[Dataset extract]

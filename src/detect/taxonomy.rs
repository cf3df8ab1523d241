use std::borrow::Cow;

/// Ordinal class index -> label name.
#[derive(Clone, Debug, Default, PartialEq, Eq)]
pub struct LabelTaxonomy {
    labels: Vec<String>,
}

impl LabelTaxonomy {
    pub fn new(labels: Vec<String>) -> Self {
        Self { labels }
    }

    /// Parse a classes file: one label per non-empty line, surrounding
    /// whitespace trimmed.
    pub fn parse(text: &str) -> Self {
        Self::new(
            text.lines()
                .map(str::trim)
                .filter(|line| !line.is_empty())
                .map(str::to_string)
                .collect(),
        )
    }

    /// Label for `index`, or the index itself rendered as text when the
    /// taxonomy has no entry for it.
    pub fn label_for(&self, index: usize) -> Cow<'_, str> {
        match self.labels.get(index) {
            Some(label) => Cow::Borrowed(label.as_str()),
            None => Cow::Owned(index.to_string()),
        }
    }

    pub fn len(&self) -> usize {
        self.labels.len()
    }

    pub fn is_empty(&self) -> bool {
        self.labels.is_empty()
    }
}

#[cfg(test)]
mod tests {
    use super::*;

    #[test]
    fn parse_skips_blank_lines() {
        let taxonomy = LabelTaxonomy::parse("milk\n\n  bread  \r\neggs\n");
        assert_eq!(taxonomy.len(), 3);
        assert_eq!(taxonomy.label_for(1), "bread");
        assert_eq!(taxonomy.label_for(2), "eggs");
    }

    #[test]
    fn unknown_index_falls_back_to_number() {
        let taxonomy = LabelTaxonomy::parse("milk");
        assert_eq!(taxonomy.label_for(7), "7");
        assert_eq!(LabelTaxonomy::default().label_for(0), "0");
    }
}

[/Dataset extract]
[Dataset extract]

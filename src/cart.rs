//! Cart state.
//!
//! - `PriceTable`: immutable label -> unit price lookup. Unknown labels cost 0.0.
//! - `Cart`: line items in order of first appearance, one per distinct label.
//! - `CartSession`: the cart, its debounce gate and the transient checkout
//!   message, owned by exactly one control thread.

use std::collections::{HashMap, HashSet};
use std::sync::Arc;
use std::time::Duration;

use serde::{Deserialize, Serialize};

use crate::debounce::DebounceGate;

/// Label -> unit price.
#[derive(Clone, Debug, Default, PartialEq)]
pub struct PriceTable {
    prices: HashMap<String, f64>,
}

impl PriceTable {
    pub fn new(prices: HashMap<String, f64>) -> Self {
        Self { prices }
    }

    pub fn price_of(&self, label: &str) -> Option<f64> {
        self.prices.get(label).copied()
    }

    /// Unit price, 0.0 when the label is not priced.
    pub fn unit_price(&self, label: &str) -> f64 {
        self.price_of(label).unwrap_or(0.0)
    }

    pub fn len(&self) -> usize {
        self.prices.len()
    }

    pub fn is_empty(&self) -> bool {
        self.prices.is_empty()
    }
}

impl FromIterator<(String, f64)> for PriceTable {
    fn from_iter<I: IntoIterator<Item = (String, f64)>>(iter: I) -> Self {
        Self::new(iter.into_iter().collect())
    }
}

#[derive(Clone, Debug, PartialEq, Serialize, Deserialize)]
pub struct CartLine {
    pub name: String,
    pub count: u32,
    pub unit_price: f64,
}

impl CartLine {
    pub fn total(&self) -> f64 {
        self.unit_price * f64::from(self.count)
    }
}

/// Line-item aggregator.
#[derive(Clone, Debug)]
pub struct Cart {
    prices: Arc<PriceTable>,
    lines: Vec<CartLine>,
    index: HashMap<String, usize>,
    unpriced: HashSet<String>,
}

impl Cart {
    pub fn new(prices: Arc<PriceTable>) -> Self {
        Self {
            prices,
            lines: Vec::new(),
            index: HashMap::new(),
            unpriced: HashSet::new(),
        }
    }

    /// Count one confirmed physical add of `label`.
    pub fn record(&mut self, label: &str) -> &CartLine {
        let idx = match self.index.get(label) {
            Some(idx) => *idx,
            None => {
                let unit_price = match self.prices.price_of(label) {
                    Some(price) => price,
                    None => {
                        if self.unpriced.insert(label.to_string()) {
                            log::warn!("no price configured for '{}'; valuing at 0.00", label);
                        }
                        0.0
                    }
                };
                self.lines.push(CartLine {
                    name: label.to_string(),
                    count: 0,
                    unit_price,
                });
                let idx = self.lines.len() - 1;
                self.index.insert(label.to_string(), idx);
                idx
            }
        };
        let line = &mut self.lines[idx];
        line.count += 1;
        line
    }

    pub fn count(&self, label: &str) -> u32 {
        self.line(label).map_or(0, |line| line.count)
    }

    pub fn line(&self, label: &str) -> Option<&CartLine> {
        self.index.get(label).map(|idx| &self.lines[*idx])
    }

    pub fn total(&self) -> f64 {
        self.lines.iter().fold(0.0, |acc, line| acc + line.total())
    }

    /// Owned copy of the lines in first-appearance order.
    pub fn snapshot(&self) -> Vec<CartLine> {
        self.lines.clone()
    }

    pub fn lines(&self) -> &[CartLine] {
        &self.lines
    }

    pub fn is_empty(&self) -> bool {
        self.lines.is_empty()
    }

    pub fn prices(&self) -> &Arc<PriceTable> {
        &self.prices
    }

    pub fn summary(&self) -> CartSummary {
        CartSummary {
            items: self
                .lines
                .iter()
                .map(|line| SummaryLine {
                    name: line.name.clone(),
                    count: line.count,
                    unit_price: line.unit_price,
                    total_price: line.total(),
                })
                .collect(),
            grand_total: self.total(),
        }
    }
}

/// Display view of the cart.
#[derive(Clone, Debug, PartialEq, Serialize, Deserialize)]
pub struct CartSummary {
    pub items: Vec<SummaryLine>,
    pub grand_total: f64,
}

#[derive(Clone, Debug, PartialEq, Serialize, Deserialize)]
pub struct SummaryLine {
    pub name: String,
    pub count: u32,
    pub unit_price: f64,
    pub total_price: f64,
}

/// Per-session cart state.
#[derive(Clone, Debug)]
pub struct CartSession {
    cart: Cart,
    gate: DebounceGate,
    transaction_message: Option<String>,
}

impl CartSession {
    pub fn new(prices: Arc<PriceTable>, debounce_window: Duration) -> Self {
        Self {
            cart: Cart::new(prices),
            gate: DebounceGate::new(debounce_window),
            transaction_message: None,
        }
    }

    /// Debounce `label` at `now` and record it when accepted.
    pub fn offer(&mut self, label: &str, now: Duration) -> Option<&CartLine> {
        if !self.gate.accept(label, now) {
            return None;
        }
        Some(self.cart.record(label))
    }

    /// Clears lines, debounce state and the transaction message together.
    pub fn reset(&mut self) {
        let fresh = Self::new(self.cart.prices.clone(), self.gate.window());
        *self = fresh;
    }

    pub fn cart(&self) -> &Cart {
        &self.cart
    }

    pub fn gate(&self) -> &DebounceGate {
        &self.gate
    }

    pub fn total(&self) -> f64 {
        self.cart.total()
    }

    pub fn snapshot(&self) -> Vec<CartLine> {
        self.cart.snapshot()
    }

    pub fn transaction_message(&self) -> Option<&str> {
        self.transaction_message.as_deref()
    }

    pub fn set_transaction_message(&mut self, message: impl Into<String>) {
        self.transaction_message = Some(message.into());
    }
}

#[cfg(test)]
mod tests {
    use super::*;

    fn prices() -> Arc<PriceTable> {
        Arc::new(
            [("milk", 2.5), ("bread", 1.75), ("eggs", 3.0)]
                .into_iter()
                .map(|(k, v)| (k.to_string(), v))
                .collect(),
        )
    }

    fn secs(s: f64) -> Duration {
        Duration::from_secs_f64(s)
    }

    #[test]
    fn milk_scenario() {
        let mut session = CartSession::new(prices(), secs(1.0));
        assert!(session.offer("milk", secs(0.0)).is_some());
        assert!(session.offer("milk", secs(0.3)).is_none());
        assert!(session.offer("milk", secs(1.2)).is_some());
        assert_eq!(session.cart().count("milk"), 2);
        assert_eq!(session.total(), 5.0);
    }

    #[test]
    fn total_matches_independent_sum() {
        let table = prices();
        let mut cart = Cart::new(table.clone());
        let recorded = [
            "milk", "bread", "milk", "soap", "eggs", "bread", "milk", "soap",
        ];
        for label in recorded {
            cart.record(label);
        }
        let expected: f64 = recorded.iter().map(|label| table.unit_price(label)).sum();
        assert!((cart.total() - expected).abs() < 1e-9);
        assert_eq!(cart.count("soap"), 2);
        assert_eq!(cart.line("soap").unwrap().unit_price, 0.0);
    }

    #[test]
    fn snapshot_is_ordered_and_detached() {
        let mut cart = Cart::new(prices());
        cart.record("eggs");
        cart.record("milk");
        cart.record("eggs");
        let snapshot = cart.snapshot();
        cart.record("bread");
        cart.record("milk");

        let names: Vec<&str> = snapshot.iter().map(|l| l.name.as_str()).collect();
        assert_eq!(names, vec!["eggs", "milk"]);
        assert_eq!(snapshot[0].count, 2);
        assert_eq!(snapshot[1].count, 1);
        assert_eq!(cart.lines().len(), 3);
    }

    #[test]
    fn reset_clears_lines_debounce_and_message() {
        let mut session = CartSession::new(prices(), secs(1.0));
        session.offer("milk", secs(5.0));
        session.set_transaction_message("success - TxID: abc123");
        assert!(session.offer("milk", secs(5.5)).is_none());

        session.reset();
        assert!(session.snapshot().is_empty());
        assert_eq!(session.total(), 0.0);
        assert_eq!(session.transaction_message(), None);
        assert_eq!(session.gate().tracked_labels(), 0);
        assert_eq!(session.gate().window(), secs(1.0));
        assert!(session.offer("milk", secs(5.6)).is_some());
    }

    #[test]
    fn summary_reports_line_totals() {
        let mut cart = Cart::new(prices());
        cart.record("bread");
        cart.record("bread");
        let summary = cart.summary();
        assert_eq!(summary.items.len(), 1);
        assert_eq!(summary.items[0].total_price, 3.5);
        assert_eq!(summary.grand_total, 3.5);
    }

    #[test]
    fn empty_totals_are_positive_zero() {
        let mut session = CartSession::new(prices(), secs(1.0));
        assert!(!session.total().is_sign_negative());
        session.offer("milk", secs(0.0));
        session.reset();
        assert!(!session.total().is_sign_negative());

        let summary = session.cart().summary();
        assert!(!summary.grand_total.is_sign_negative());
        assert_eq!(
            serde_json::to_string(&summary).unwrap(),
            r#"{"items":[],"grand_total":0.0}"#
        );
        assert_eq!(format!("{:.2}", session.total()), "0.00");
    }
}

[/Dataset extract]
[Dataset extract]

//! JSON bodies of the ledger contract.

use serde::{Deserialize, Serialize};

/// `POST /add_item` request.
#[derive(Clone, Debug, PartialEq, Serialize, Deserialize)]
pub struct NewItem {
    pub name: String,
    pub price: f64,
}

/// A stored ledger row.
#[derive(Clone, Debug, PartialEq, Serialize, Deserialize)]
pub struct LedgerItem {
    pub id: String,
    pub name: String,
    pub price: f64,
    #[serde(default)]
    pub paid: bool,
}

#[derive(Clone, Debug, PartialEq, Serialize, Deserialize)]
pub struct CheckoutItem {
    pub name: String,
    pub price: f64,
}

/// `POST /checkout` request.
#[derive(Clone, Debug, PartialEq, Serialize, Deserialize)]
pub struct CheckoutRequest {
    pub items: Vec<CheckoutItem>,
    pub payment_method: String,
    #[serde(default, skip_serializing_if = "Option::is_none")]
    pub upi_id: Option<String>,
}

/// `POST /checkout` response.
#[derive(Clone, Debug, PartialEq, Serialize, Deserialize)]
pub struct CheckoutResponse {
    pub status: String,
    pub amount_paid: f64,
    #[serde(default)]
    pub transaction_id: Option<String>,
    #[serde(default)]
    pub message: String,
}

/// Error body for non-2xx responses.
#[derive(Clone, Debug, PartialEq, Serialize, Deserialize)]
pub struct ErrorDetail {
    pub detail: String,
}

[/Dataset extract]

Activity ▸ All lines above from the one with "self.lines.iter().fold(0.0, |acc, line|" to the one with "pub fn lines(&self)", inclusive, should be copied exactly, and no other lines.

Result below ▸
        self.lines.iter().fold(0.0, |acc, line| acc + line.total())
    }

    /// Owned copy of the lines in first-appearance order.
    pub fn snapshot(&self) -> Vec<CartLine> {
        self.lines.clone()
    }

    pub fn lines(&self) -> &[CartLine] {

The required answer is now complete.